It is often said that real life mimics television, and one hit TV series certainly reflects the theme: “my life is my own, MS cannot have it.”

During the 1960s, 1967–68 to be exact, an iconic television show ran on Sunday nights called “The Prisoner.” It starred Patrick McGoohan as a British secret agent who, after resigning, was abducted and woke up in a mysterious place known only as The Village.

This series developed what might be described as a cult audience, and I, then a 15-year-old, was a happy member.

There is no need, here, to delve any further into the show’s content, but it seems to me that all of us with multiple sclerosis are living in our own version of The Village.

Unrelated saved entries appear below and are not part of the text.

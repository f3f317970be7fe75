//! Path post-processing.
//!
//! The solver's raw output is an iteration trace; this module turns it
//! into the artifacts downstream consumers want: a smoothed one-fusion-
//! per-column path, a dendrogram merge list, and flat cluster labels.

mod dendrogram;
mod isp;

pub use dendrogram::{cluster_labels, Dendrogram, Merge};
pub use isp::{interpolate, interpolate_carp, interpolate_cbass, InterpolatedPath};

We all awoke one day to the realization that all was not well. We consulted a doctor and, once diagnosed, we were each abducted by multiple sclerosis to become new residents of The Village.

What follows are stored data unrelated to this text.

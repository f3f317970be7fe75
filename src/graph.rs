//! The fusion graph.
//!
//! A fusion graph is a weighted edge list over `n` nodes, where each node
//! owns a contiguous block of `p` entries in the stacked primal vector and
//! each edge owns a contiguous block of `p` entries in the stacked split
//! vector. For clustering the nodes are observations (columns of the data
//! matrix); for the row direction of biclustering they are variables, with
//! the roles of `n` and `p` swapped.
//!
//! Edge order is the caller's order. It is also the tie-break order when
//! several edges fuse in the same iteration, so it is part of the contract
//! rather than an implementation detail.

use std::collections::HashSet;
use std::ops::Range;

use crate::error::{Error, Result};

/// A weighted fusion edge between two node indices, `l < m`, 0-based.
#[derive(Debug, Clone, Copy, PartialEq)]
pub struct Edge {
    /// Smaller endpoint.
    pub l: usize,
    /// Larger endpoint.
    pub m: usize,
    /// Strictly positive fusion weight.
    pub weight: f64,
}

impl Edge {
    /// Create an edge. Validation happens in [`EdgeGraph::new`].
    pub fn new(l: usize, m: usize, weight: f64) -> Self {
        Self { l, m, weight }
    }
}

/// Validated fusion graph with per-edge and per-endpoint index maps.
#[derive(Debug, Clone)]
pub struct EdgeGraph {
    /// Number of nodes.
    n: usize,
    /// Block length per node (and per edge difference).
    p: usize,
    /// Edges in caller order.
    edges: Vec<Edge>,
}

impl EdgeGraph {
    /// Build a fusion graph over `n` nodes with block length `p`.
    ///
    /// Requires `n >= 1`, `p >= 1`, every edge `l < m < n` with a finite
    /// weight `> 0`, and no duplicate `(l, m)` pairs. Zero-weight edges must
    /// be dropped by the caller before construction.
    pub fn new(n: usize, p: usize, edges: Vec<Edge>) -> Result<Self> {
        if n == 0 {
            return Err(Error::InvalidInput {
                name: "n",
                message: "need at least one node".to_string(),
            });
        }
        if p == 0 {
            return Err(Error::InvalidInput {
                name: "p",
                message: "block length must be at least 1".to_string(),
            });
        }

        let mut seen = HashSet::with_capacity(edges.len());
        for (i, e) in edges.iter().enumerate() {
            if e.l >= e.m || e.m >= n {
                return Err(Error::InvalidInput {
                    name: "edges",
                    message: format!("edge {i} ({}, {}) violates l < m < {n}", e.l, e.m),
                });
            }
            if !(e.weight > 0.0) || !e.weight.is_finite() {
                return Err(Error::InvalidInput {
                    name: "edges",
                    message: format!("edge {i} has non-positive weight {}", e.weight),
                });
            }
            if !seen.insert((e.l, e.m)) {
                return Err(Error::InvalidInput {
                    name: "edges",
                    message: format!("duplicate edge ({}, {})", e.l, e.m),
                });
            }
        }

        Ok(Self { n, p, edges })
    }

    /// Number of nodes.
    pub fn n(&self) -> usize {
        self.n
    }

    /// Block length per node.
    pub fn p(&self) -> usize {
        self.p
    }

    /// Number of edges.
    pub fn num_edges(&self) -> usize {
        self.edges.len()
    }

    /// Edges in their fixed order.
    pub fn edges(&self) -> &[Edge] {
        &self.edges
    }

    /// Weight of edge `i`.
    pub fn weight(&self, i: usize) -> f64 {
        self.edges[i].weight
    }

    /// Edge weights, in edge order.
    pub fn weights(&self) -> impl Iterator<Item = f64> + '_ {
        self.edges.iter().map(|e| e.weight)
    }

    /// Length of the stacked primal vector, `n * p`.
    pub fn u_len(&self) -> usize {
        self.n * self.p
    }

    /// Length of the stacked split/dual vectors, `|E| * p`.
    pub fn v_len(&self) -> usize {
        self.edges.len() * self.p
    }

    /// Range of edge `i`'s block in the stacked split vector.
    pub fn block(&self, i: usize) -> Range<usize> {
        i * self.p..(i + 1) * self.p
    }

    /// Ranges of edge `i`'s endpoint blocks in the stacked primal vector.
    pub fn endpoint_blocks(&self, i: usize) -> (Range<usize>, Range<usize>) {
        let Edge { l, m, .. } = self.edges[i];
        (l * self.p..(l + 1) * self.p, m * self.p..(m + 1) * self.p)
    }
}

#[cfg(test)]
mod tests {
    use super::*;

    #[test]
    fn test_index_maps() {
        let graph = EdgeGraph::new(
            3,
            2,
            vec![Edge::new(0, 1, 1.0), Edge::new(1, 2, 0.5)],
        )
        .unwrap();

        assert_eq!(graph.u_len(), 6);
        assert_eq!(graph.v_len(), 4);
        assert_eq!(graph.block(1), 2..4);
        assert_eq!(graph.endpoint_blocks(1), (2..4, 4..6));
    }

    #[test]
    fn test_rejects_bad_edges() {
        assert!(EdgeGraph::new(3, 1, vec![Edge::new(1, 1, 1.0)]).is_err());
        assert!(EdgeGraph::new(3, 1, vec![Edge::new(2, 1, 1.0)]).is_err());
        assert!(EdgeGraph::new(3, 1, vec![Edge::new(0, 3, 1.0)]).is_err());
        assert!(EdgeGraph::new(3, 1, vec![Edge::new(0, 1, 0.0)]).is_err());
        assert!(EdgeGraph::new(3, 1, vec![Edge::new(0, 1, -2.0)]).is_err());
        assert!(EdgeGraph::new(
            3,
            1,
            vec![Edge::new(0, 1, 1.0), Edge::new(0, 1, 2.0)]
        )
        .is_err());
    }

    #[test]
    fn test_rejects_degenerate_sizes() {
        assert!(EdgeGraph::new(0, 1, vec![]).is_err());
        assert!(EdgeGraph::new(1, 0, vec![]).is_err());
        assert!(EdgeGraph::new(1, 1, vec![]).is_ok());
    }
}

Patrick McGoohan as No 6 driving the Lotus 7 featured in The Prisoner.

Patrick McGoohan as No 6 driving the Lotus 7 featured in The Prisoner.

Viewers of the television series never knew the name of McGoohan’s character — just his number. Everyone in The Village had a number — he was Number 6.

Not that he accepted that. “I am not a number. I am a person,” he yelled at one point, being in a constant rebellious mood and hell-bent on freedom. In the same episode, he said: “I will not be pushed, filed, stamped, indexed, briefed, debriefed, or numbered! My life is my own.”

From the way “Number 6” refused to accept his confinement and was always looking for a way to escape, we could draw a parallel with our confinement by multiple sclerosis and our constant desire to be rid of this disease for good.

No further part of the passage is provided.